What “The Walking Dead” can Teach us about Mystery Shopping!

AMC’s Easter Sunday Season 3 finale of mega-hit, “The Walking Dead”, the highest rated drama in the history of cable television, scored another ratings best when 12.4 million viewers tuned in, with 8.1 million viewers in the key 18-49 demographic. Not only is the show crazy popular, but there are some great mystery shopping tips you can pick up just from watching the example the characters set on the show.

So if you haven’t seen TWD, get your Netflix on and get caught up and come back to read this…but if you are a veteran, let’s go!

Walkers do not Make Great Mystery Shoppers.

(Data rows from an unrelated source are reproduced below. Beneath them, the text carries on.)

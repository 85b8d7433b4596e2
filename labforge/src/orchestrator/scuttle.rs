//! Lab teardown.
//!
//! Scuttling deletes every instance whose name carries the lab prefix,
//! plus any instance the ledger still records for the lab (a build that
//! crashed mid-run can leave entries for servers the provider list no
//! longer shows under the expected name). The lab's ledger entries go
//! last, so an interrupted teardown can be re-run.

use std::path::Path;

use tracing::info;

use super::error::OrchestratorError;
use crate::compute::{as_attempt, ComputeApi, ComputeError};
use crate::ledger::Ledger;
use crate::retry::{RetryError, RetryPolicy};

/// What a teardown removed.
#[derive(Debug)]
pub struct ScuttleReport {
    pub lab: String,
    /// Instances deleted on the provider.
    pub deleted: Vec<String>,
    /// Ledger-recorded instances the provider no longer had.
    pub vanished: Vec<String>,
}

/// Deletes every instance belonging to `lab` and clears its ledger entries.
///
/// Instances already gone on the provider side are tolerated and reported
/// in [`ScuttleReport::vanished`]; any other delete failure aborts the
/// teardown with the remaining ledger entries intact.
pub async fn scuttle_lab<C: ComputeApi>(
    compute: &C,
    ledger_path: &Path,
    lab: &str,
    policy: &RetryPolicy,
) -> Result<ScuttleReport, OrchestratorError> {
    let servers = policy
        .run(|_| async { as_attempt(compute.list_servers().await) })
        .await
        .map_err(|e| OrchestratorError::from_retry("listing servers", e))?;

    let prefix = format!("{}_", lab);
    let mut doomed: Vec<(String, String)> = servers
        .iter()
        .filter(|server| server.name.starts_with(&prefix))
        .map(|server| (server.name.clone(), server.id.clone()))
        .collect();

    let recorded_lab = lab.to_string();
    let recorded = Ledger::update(ledger_path, move |ledger| ledger.list(&recorded_lab)).await?;
    for (node, entry) in recorded {
        if let Some(record) = entry.as_server() {
            if !doomed.iter().any(|(_, id)| id == &record.id) {
                doomed.push((node, record.id.clone()));
            }
        }
    }

    info!(lab, instances = doomed.len(), "Scuttling lab");
    let mut deleted = Vec::new();
    let mut vanished = Vec::new();
    for (node, id) in doomed {
        let outcome = policy
            .run(|_| async { as_attempt(compute.delete_server(&id).await) })
            .await;
        match outcome {
            Ok(()) => {
                info!(node = %node, id = %id, "Deleted instance");
                deleted.push(node.clone());
            }
            Err(RetryError::Aborted(ComputeError::NotFound(_))) => {
                info!(node = %node, id = %id, "Instance was already gone");
                vanished.push(node.clone());
            }
            Err(e) => return Err(OrchestratorError::from_retry("deleting instance", e)),
        }
        let entry_lab = lab.to_string();
        Ledger::update(ledger_path, move |ledger| {
            ledger.delete(&entry_lab, &node);
        })
        .await?;
    }

    // Sweep entries for nodes neither list covered.
    let sweep_lab = lab.to_string();
    Ledger::update(ledger_path, move |ledger| {
        ledger.delete_lab(&sweep_lab);
    })
    .await?;

    info!(lab, deleted = deleted.len(), "Lab scuttled");
    Ok(ScuttleReport {
        lab: lab.to_string(),
        deleted,
        vanished,
    })
}

#[cfg(test)]
mod tests {
    use super::*;
    use crate::compute::tests::MockCompute;
    use crate::compute::{ServerRecord, ServerStatus};
    use crate::ledger::LedgerEntry;
    use std::collections::BTreeMap;
    use tempfile::TempDir;

    fn record(name: &str, id: &str) -> ServerRecord {
        ServerRecord {
            id: id.to_string(),
            name: name.to_string(),
            status: ServerStatus::Active,
            addresses: BTreeMap::new(),
            admin_pass: None,
        }
    }

    fn ledger_at(dir: &TempDir) -> std::path::PathBuf {
        dir.path().join("ledger.json")
    }

    #[tokio::test]
    async fn test_only_instances_with_the_lab_prefix_are_deleted() {
        let dir = TempDir::new().unwrap();
        let compute = MockCompute::new()
            .with_server(record("alpha_compute1", "srv-1"))
            .with_server(record("alpha_controller1", "srv-2"))
            .with_server(record("bravo_compute1", "srv-3"));

        let report = scuttle_lab(&compute, &ledger_at(&dir), "alpha", &RetryPolicy::new(2))
            .await
            .unwrap();

        assert_eq!(report.deleted.len(), 2);
        assert!(report.deleted.contains(&"alpha_compute1".to_string()));
        assert!(report.deleted.contains(&"alpha_controller1".to_string()));
        assert_eq!(compute.deleted_ids(), vec!["srv-1", "srv-2"]);

        let survivors = compute.list_servers().await.unwrap();
        assert_eq!(survivors.len(), 1);
        assert_eq!(survivors[0].name, "bravo_compute1");
    }

    #[tokio::test]
    async fn test_scuttle_clears_the_ledger() {
        let dir = TempDir::new().unwrap();
        let path = ledger_at(&dir);
        let compute = MockCompute::new().with_server(record("alpha_compute1", "srv-1"));
        Ledger::update(&path, |ledger| {
            ledger.set(
                "alpha",
                "alpha_compute1",
                LedgerEntry::server(record("alpha_compute1", "srv-1")),
            );
            ledger.set("alpha", "cluster_token", LedgerEntry::text("s3cr3t"));
        })
        .await
        .unwrap();

        scuttle_lab(&compute, &path, "alpha", &RetryPolicy::new(2))
            .await
            .unwrap();

        let ledger = Ledger::open(&path).unwrap();
        assert!(ledger.labs().is_empty());
    }

    #[tokio::test]
    async fn test_ledger_stray_is_reported_vanished() {
        let dir = TempDir::new().unwrap();
        let path = ledger_at(&dir);
        let compute = MockCompute::new().with_server(record("alpha_compute1", "srv-1"));
        // A crashed build left a record for an instance the provider
        // no longer knows.
        Ledger::update(&path, |ledger| {
            ledger.set(
                "alpha",
                "alpha_ghost",
                LedgerEntry::server(record("alpha_ghost", "srv-99")),
            );
        })
        .await
        .unwrap();

        let report = scuttle_lab(&compute, &path, "alpha", &RetryPolicy::new(2))
            .await
            .unwrap();

        assert_eq!(report.deleted, vec!["alpha_compute1"]);
        assert_eq!(report.vanished, vec!["alpha_ghost"]);
        // The delete was still attempted.
        assert!(compute.deleted_ids().contains(&"srv-99".to_string()));
        assert!(Ledger::open(&path).unwrap().labs().is_empty());
    }

    #[tokio::test]
    async fn test_scuttling_an_unknown_lab_is_a_noop() {
        let dir = TempDir::new().unwrap();
        let compute = MockCompute::new();

        let report = scuttle_lab(&compute, &ledger_at(&dir), "alpha", &RetryPolicy::new(2))
            .await
            .unwrap();

        assert!(report.deleted.is_empty());
        assert!(report.vanished.is_empty());
        assert!(compute.deleted_ids().is_empty());
    }
}
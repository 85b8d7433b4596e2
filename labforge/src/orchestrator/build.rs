//! The top-level build flow.
//!
//! A build moves through fixed phases: validate the requested shape,
//! check tenant quota, resolve flavors and image, settle the lab network
//! and keypair, then fan the node jobs out over the worker pool and
//! finish with remote configuration. Everything before the fan-out is
//! fail-fast: no instance exists until the whole build is known to fit.

use std::path::{Path, PathBuf};
use std::sync::Arc;

use tokio::sync::mpsc;
use tracing::{error, info, warn};

use super::capacity;
use super::configure::{default_plan, ConfigurePlan, Configurator};
use super::error::OrchestratorError;
use super::resolve;
use crate::build::{
    plan_nodes, BuiltNode, JobDescriptor, LifecyclePolicy, NodeBuilder, NodeTemplate, PlanError,
    MIN_NODES,
};
use crate::compute::{as_attempt, ComputeApi, NicSpec, PUBLIC_NET_ID, SERVICE_NET_ID};
use crate::pool::WorkerPool;
use crate::progress::Spinner;
use crate::queue::WorkQueue;
use crate::remote::RemoteShell;
use crate::retry::RetryPolicy;

/// Workers building instances (and later configuring computes) at once.
pub const DEFAULT_CONCURRENCY: usize = 10;

/// What to build.
///
/// Sizing is by exact flavor RAM; the image is matched by name fragment
/// or id. `node_count` covers the two controllers, so the smallest lab
/// (3 nodes) gets a single compute.
#[derive(Debug, Clone)]
pub struct BuildRequest {
    /// Lab name; prefixes every node name and labels the network.
    pub lab: String,
    /// Total nodes, controllers included.
    pub node_count: usize,
    /// Controller flavor RAM, in MB.
    pub controller_ram_mb: u32,
    /// Compute flavor RAM, in MB.
    pub compute_ram_mb: u32,
    /// Image name fragment or id.
    pub image: String,
    /// CIDR for the lab's isolated network.
    pub net_cidr: String,
    /// Keypair to inject, when set.
    pub key_name: Option<String>,
    /// Public key file to register the keypair from.
    pub key_file: Option<PathBuf>,
    /// Attach the provider's internal service network.
    pub attach_service_net: bool,
}

impl BuildRequest {
    pub fn new(lab: impl Into<String>, node_count: usize, image: impl Into<String>) -> Self {
        Self {
            lab: lab.into(),
            node_count,
            controller_ram_mb: 2048,
            compute_ram_mb: 2048,
            image: image.into(),
            net_cidr: "192.168.3.0/24".to_string(),
            key_name: None,
            key_file: None,
            attach_service_net: true,
        }
    }

    /// Network label for this lab.
    pub fn net_label(&self) -> String {
        format!("{}_net", self.lab)
    }

    /// RAM the whole build will claim, in MB.
    pub fn purposed_ram_mb(&self) -> i64 {
        let computes = (self.node_count - 2) as i64;
        2 * i64::from(self.controller_ram_mb) + computes * i64::from(self.compute_ram_mb)
    }
}

/// What a finished build produced.
#[derive(Debug)]
pub struct BuildReport {
    pub lab: String,
    /// Nodes that reached ACTIVE and were configured.
    pub built: Vec<BuiltNode>,
    /// Planned node names that never made it.
    pub abandoned: Vec<String>,
}

impl BuildReport {
    pub fn is_complete(&self) -> bool {
        self.abandoned.is_empty()
    }
}

/// Drives a full lab build against one cloud account.
pub struct Orchestrator<C, R> {
    compute: Arc<C>,
    shell: Arc<R>,
    ledger_path: PathBuf,
    lifecycle: LifecyclePolicy,
    list_policy: RetryPolicy,
    pool: WorkerPool,
    plan: ConfigurePlan,
    show_progress: bool,
}

impl<C, R> Orchestrator<C, R>
where
    C: ComputeApi + 'static,
    R: RemoteShell + 'static,
{
    pub fn new(compute: Arc<C>, shell: Arc<R>, ledger_path: impl Into<PathBuf>) -> Self {
        Self {
            compute,
            shell,
            ledger_path: ledger_path.into(),
            lifecycle: LifecyclePolicy::default(),
            list_policy: RetryPolicy::new(5).with_delay(std::time::Duration::from_secs(2)),
            pool: WorkerPool::new(DEFAULT_CONCURRENCY),
            plan: default_plan(),
            show_progress: false,
        }
    }

    /// Retry and requeue budgets for the instance lifecycle.
    pub fn with_lifecycle(mut self, lifecycle: LifecyclePolicy) -> Self {
        self.lifecycle = lifecycle;
        self
    }

    /// Retry policy for listing and lookup calls.
    pub fn with_list_policy(mut self, policy: RetryPolicy) -> Self {
        self.list_policy = policy;
        self
    }

    /// Worker pool for the build and compute-configuration fan-outs.
    pub fn with_pool(mut self, pool: WorkerPool) -> Self {
        self.pool = pool;
        self
    }

    /// Remote-configuration plan; defaults to [`default_plan`].
    pub fn with_plan(mut self, plan: ConfigurePlan) -> Self {
        self.plan = plan;
        self
    }

    /// Show a console activity indicator during the build.
    pub fn with_progress(mut self, show: bool) -> Self {
        self.show_progress = show;
        self
    }

    /// Builds the lab end to end.
    ///
    /// Fails before creating anything when the shape, quota, flavor,
    /// image, or network cannot be settled. After the fan-out the build
    /// fails if either controller is missing or no compute survived;
    /// partial results up to that point are already in the ledger.
    pub async fn build(&self, request: &BuildRequest) -> Result<BuildReport, OrchestratorError> {
        if request.node_count < MIN_NODES {
            return Err(PlanError::NotEnoughNodes {
                requested: request.node_count,
            }
            .into());
        }

        info!(lab = %request.lab, nodes = request.node_count, "Starting lab build");

        let limits = self
            .list_policy
            .run(|_| async { as_attempt(self.compute.get_limits().await) })
            .await
            .map_err(|e| OrchestratorError::LimitsUnavailable(e.to_string()))?;

        let networks = self
            .list_policy
            .run(|_| async { as_attempt(self.compute.list_networks().await) })
            .await
            .map_err(|e| OrchestratorError::from_retry("listing networks", e))?;
        let net_label = request.net_label();
        let needs_network = !networks.iter().any(|network| network.label == net_label);

        let purposed = request.purposed_ram_mb();
        info!(purposed_mb = purposed, "Checking build against quota");
        if !capacity::check_limits(&limits, purposed, needs_network)? {
            return Err(OrchestratorError::NotEnoughRam {
                purposed_mb: purposed,
                available_mb: capacity::available_ram_mb(&limits),
            });
        }

        info!("Finding flavors");
        let flavors = self
            .list_policy
            .run(|_| async { as_attempt(self.compute.list_flavors().await) })
            .await
            .map_err(|e| OrchestratorError::from_retry("listing flavors", e))?;
        let controller_flavor = resolve::pick_flavor(&flavors, request.controller_ram_mb)?;
        let compute_flavor = resolve::pick_flavor(&flavors, request.compute_ram_mb)?;

        info!("Finding image");
        let images = self
            .list_policy
            .run(|_| async { as_attempt(self.compute.list_images().await) })
            .await
            .map_err(|e| OrchestratorError::from_retry("listing images", e))?;
        let image = resolve::pick_image(&images, &request.image)?;

        info!(label = %net_label, "Settling the lab network");
        let network = resolve::ensure_network(
            self.compute.as_ref(),
            &limits,
            &net_label,
            &request.net_cidr,
            &self.list_policy,
        )
        .await?;

        let mut nics = vec![
            NicSpec {
                net_id: PUBLIC_NET_ID.to_string(),
            },
            NicSpec {
                net_id: network.id.clone(),
            },
        ];
        if request.attach_service_net {
            nics.push(NicSpec {
                net_id: SERVICE_NET_ID.to_string(),
            });
        }

        let key_name = match &request.key_name {
            Some(name) => self.resolve_keypair(name, request.key_file.as_deref()).await?,
            None => None,
        };

        let template = NodeTemplate {
            controller_flavor_id: controller_flavor.id.clone(),
            compute_flavor_id: compute_flavor.id.clone(),
            image_id: image.id.clone(),
            key_name,
            nics,
        };
        let plan = plan_nodes(&request.lab, request.node_count, &template)?;
        let planned_names: Vec<String> = plan
            .jobs
            .iter()
            .map(|job| job.node_name.clone())
            .collect();

        let built = self.run_build_phase(request, plan.jobs).await;
        let abandoned: Vec<String> = planned_names
            .into_iter()
            .filter(|name| !built.iter().any(|node| &node.name == name))
            .collect();
        if !abandoned.is_empty() {
            warn!(nodes = ?abandoned, "Some nodes were abandoned");
        }

        let controllers_built = built
            .iter()
            .filter(|node| node.name.contains("_controller"))
            .count();
        if controllers_built < 2 {
            error!(built = controllers_built, "Lab is missing a controller");
            return Err(OrchestratorError::ControllersIncomplete {
                built: controllers_built,
            });
        }
        if !built.iter().any(|node| node.name.contains("_compute")) {
            return Err(OrchestratorError::NoComputeNodes);
        }

        info!("Configuring the lab");
        let configurator = Configurator::new(
            Arc::clone(&self.shell),
            request.lab.clone(),
            net_label,
            self.ledger_path.clone(),
            self.plan.clone(),
        )
        .with_pool(self.pool.clone());
        let spinner = self
            .show_progress
            .then(|| Spinner::start("Configuring nodes"));
        let outcome = configurator.configure(&built).await;
        if let Some(spinner) = spinner {
            spinner.stop().await;
        }
        outcome?;

        info!(
            lab = %request.lab,
            built = built.len(),
            abandoned = abandoned.len(),
            "Lab build finished"
        );
        Ok(BuildReport {
            lab: request.lab.clone(),
            built,
            abandoned,
        })
    }

    /// Fans the job descriptors out over the worker pool and collects
    /// every node that reached ACTIVE.
    async fn run_build_phase(
        &self,
        request: &BuildRequest,
        jobs: Vec<JobDescriptor>,
    ) -> Vec<BuiltNode> {
        let queue = WorkQueue::new(jobs);
        let (results_tx, mut results_rx) = mpsc::channel(request.node_count);
        let builder = NodeBuilder::new(
            Arc::clone(&self.compute),
            queue.clone(),
            results_tx,
            request.lab.clone(),
            self.ledger_path.clone(),
            self.lifecycle,
        );

        info!(nodes = request.node_count, "Building nodes");
        let spinner = self
            .show_progress
            .then(|| Spinner::start_with_queue("Building nodes", queue.clone()));
        self.pool
            .run(queue, builder, |job, builder: NodeBuilder<C>| async move {
                builder.create_and_wait(job).await;
            })
            .await;
        if let Some(spinner) = spinner {
            spinner.stop().await;
        }

        let mut built = Vec::new();
        while let Some(node) = results_rx.recv().await {
            built.push(node);
        }
        built
    }

    /// Settles the keypair for the build: an already registered key is
    /// used as-is; otherwise the public key file is registered under the
    /// name. Without either, the build proceeds keyless.
    async fn resolve_keypair(
        &self,
        name: &str,
        key_file: Option<&Path>,
    ) -> Result<Option<String>, OrchestratorError> {
        if let Some(path) = key_file {
            match tokio::fs::read_to_string(path).await {
                Ok(public_key) => {
                    resolve::ensure_keypair(
                        self.compute.as_ref(),
                        name,
                        public_key.trim_end(),
                        &self.list_policy,
                    )
                    .await?;
                    return Ok(Some(name.to_string()));
                }
                Err(e) => {
                    warn!(path = %path.display(), error = %e, "Key file unreadable, checking the registry");
                }
            }
        }

        let registered = self
            .list_policy
            .run(|_| async { as_attempt(self.compute.find_keypairs(name).await) })
            .await
            .map_err(|e| OrchestratorError::from_retry("listing keypairs", e))?;
        if registered.is_empty() {
            warn!(name, "Keypair not registered; building without key injection");
            Ok(None)
        } else {
            Ok(Some(name.to_string()))
        }
    }
}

What could be a worse model for a great mystery shopper than a walker? They draw attention to themselves, they are very predictable and they so obviously have only one thing on their mind. That’s like the total recipe for a bad shopper! Great shoppers are discreet and don’t stand out in the crowd. They have to act like normal people, not stereo-typed and predictable, and not obsessive about getting a look at a name tag or trying to remember all the departments to hit. A great shopper is cool, relaxed, ordinary,….and blends in. Also not a good idea to walk on the side of your foot, wear tattered clothes or attempt to eat anyone’s entrails during the shop…those may also give you away.

Only Take on the Assignments that You can Handle.

That poor Andrea…she was trying to save the whole world! She was in over her head for that assignment. She might have been more successful if she had started with a smaller project, but trying to keep Woodbury together and keep the prison safe was too much and she made some bad mistakes which ultimately made her an appetizer for Milton, and things went downhill from there. Not all projects are the same; and a great shopper works their way up to the more complex projects over time. There is a big difference between doing a quick service restaurant shop and doing a new home builder or education enrollment shop. If Andrea had maybe stuck to oil changes (and yes, we have plenty of those to request, please call scheduling!), she might have later been able to enjoy an upscale dining experience later on. But in her present state, she is no longer eligible for any future shops.

Follow Instructions!

How about that crazy Morgan shooting up that little town, all holed up in his building? He done lost his mind! But things might have been different if he had followed Rick’s instructions and got up at dawn with the walkie-talkie like Rick did, so Rick could have guided him to safety. Great mystery shoppers follow their directions to the letter, and call the scheduler to ask a question about anything that leaves them feeling unsure. That makes them successful, and ensures that the shop will go off as planned. So make sure you understand the directions and follow them closely. That way, you won’t go crazy, and you won’t drive your scheduler crazy!

Pay no Attention to the Lady in White!

Remember how Rick kept seeing Lori after she died? That wasn’t real. It was a distraction, in fact. As a great shopper, you pay attention to what matters to the client. If it’s not on the guidelines, don’t be distracted by it. For instance, if you are doing a dining shop and the client wants to know how long it took to get the food delivered, and if your entree was cooked properly, but is not interested in scoring desserts, don’t go there in your narrative…stick to writing about the entree. The analysis of the dessert may be written in superlative prose, but if the client is not interested in your thoughts on the dessert, you just wasted your time and some editor’s time, who will delete your review faster than Shane ran home to tell Lori that Rick was a goner and that they needed to immediately start shacking up for Carl’s sake!

Timing Matters.

Pay close attention to when a shop can begin and when it must be submitted by. Check the appropriate hours to do the shop. Timing matters. If you knew Phillip Blake back in the day, he was a pretty chill guy, with a nice wife and sweet daughter Penny. But today, the Governor has no wife, no daughter, no girl friend and no right eye! Plus now he literally is into finger food; just ask Merle. Timing matters.